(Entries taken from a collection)

· · · · ·

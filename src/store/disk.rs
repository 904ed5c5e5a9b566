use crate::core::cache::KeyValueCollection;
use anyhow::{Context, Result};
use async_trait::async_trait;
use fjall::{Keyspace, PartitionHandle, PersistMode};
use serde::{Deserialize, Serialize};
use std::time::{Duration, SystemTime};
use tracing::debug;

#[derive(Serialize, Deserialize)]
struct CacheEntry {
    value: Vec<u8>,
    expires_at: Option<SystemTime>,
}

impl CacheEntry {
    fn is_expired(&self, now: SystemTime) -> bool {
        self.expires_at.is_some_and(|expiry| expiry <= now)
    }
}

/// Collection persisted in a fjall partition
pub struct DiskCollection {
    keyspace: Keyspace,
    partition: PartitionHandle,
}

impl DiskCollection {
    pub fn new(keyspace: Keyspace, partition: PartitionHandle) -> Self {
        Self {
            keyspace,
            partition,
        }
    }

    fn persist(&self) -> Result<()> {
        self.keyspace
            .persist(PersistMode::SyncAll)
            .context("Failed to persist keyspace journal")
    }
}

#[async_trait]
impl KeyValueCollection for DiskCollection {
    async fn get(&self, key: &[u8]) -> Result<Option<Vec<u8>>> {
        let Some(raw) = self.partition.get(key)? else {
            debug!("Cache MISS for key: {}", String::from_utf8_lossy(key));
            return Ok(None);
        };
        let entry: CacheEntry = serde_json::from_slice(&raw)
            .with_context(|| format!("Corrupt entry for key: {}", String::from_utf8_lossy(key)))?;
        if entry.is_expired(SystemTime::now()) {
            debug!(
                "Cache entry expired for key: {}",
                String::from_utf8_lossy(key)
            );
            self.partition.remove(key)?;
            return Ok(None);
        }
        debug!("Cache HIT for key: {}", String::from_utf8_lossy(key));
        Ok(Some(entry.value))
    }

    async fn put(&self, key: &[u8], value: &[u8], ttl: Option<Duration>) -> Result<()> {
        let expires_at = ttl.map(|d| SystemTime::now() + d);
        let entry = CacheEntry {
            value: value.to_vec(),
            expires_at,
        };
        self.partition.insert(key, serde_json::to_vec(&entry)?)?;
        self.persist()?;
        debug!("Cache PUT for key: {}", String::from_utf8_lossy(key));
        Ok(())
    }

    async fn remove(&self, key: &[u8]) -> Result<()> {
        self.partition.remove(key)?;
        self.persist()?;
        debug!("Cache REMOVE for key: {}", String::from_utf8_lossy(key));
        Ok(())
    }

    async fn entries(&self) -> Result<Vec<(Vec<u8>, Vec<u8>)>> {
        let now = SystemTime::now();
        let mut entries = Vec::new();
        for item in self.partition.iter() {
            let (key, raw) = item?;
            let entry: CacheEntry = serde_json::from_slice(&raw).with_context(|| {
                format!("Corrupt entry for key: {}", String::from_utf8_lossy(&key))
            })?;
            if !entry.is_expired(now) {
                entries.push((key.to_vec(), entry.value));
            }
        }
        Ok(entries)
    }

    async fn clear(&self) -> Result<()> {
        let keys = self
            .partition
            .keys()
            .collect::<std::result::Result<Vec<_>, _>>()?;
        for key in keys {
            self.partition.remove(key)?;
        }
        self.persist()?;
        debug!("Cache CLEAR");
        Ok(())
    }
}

· · · · ·

Where does the word "SystemTime" appear in the records? Copy every line that holds it.

use std::time::{Duration, SystemTime};
    expires_at: Option<SystemTime>,
    fn is_expired(&self, now: SystemTime) -> bool {
        if entry.is_expired(SystemTime::now()) {
        let expires_at = ttl.map(|d| SystemTime::now() + d);
        let now = SystemTime::now();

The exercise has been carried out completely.